The Moonshiners Motorcycle Club, also referred to as the Compton Moonshiners Motorcycle Club, was started in Compton California in 1934. The Moonshiners Motorcycle Club is a motorcycle club, which in 1947 along with other California motorcycle clubs like the Pissed Off Bastards of Bloomington MC, Boozefighters MC, Market Street Commandos MC, 13 Rebels MC, Sharks MC, Top Hatters MC, Salinas Ramblers MC, Yellow Jackets MC and the Galloping Goose MC participated in the highly publicized "Hollister Riot" later immortalized on the film as The Wild One.

==History==

The Moonshiners Motorcycle Club was one of the many motorcycle clubs that started as a motorcycle racing club and later changed into a motorcycle club which does both street riding and dirt racing.
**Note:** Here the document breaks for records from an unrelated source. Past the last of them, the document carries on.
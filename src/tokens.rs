use std::sync::LazyLock;
use tiktoken_rs::CoreBPE;

// cl100k_base is the gpt-4 encoding
static TOKENIZER: LazyLock<CoreBPE> = LazyLock::new(|| {
    tiktoken_rs::cl100k_base().expect("Failed to initialize cl100k_base tokenizer")
});

/// Count tokens for logging; never used to alter what gets sent
pub fn count_tokens(text: &str) -> usize {
    TOKENIZER.encode_with_special_tokens(text).len()
}

#[cfg(test)]
mod tests {
    use super::*;

    #[test]
    fn test_count_tokens_empty() {
        assert_eq!(count_tokens(""), 0);
    }

    #[test]
    fn test_count_tokens_grows_with_text() {
        let short = count_tokens("WHEREAS, test; and");
        let long = count_tokens("WHEREAS, test; and\n\nRESOLVED, Done.");
        assert!(short > 0);
        assert!(long > short);
    }

    #[test]
    fn test_count_tokens_is_deterministic() {
        let text = "NOW, THEREFORE, BE IT";
        assert_eq!(count_tokens(text), count_tokens(text));
    }
}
In 1939 the Moonshiners M.C. was awarded the S.C.O.F. "Diamond 13 Award" which was awarded to the "Top 13" racing clubs of that year. The Moonshiners M.C. wear the Southern California Outlaw Federation (S.C.O.F.) Diamond 13 patch today. The S.C.O.F. was an anti-American Motorcyclist Association (A.M.A.) movement for the purpose of opposing the A.M.A. rules. During the 1930s and 1940s the term "Outlaw" referred to the motorcycle rider or a motorcycle club not being a member of A.M.A., it did not mean they were criminals or involved in criminal activity. Due to the Moonshiners Motorcycle Club taking part in the Hollister Riot and being a non-A.M.A. motorcycle club they are partly responsible for being referred to as the 1% from the A.M.A. Officials for not belonging to A.M.A. Without the lawless behavior of these early motorcycle clubs at both Hollister Riot in 1947 and Riverside Riot in 1948, the "1% Outlaw Rebel Biker" term wouldn’t exist today.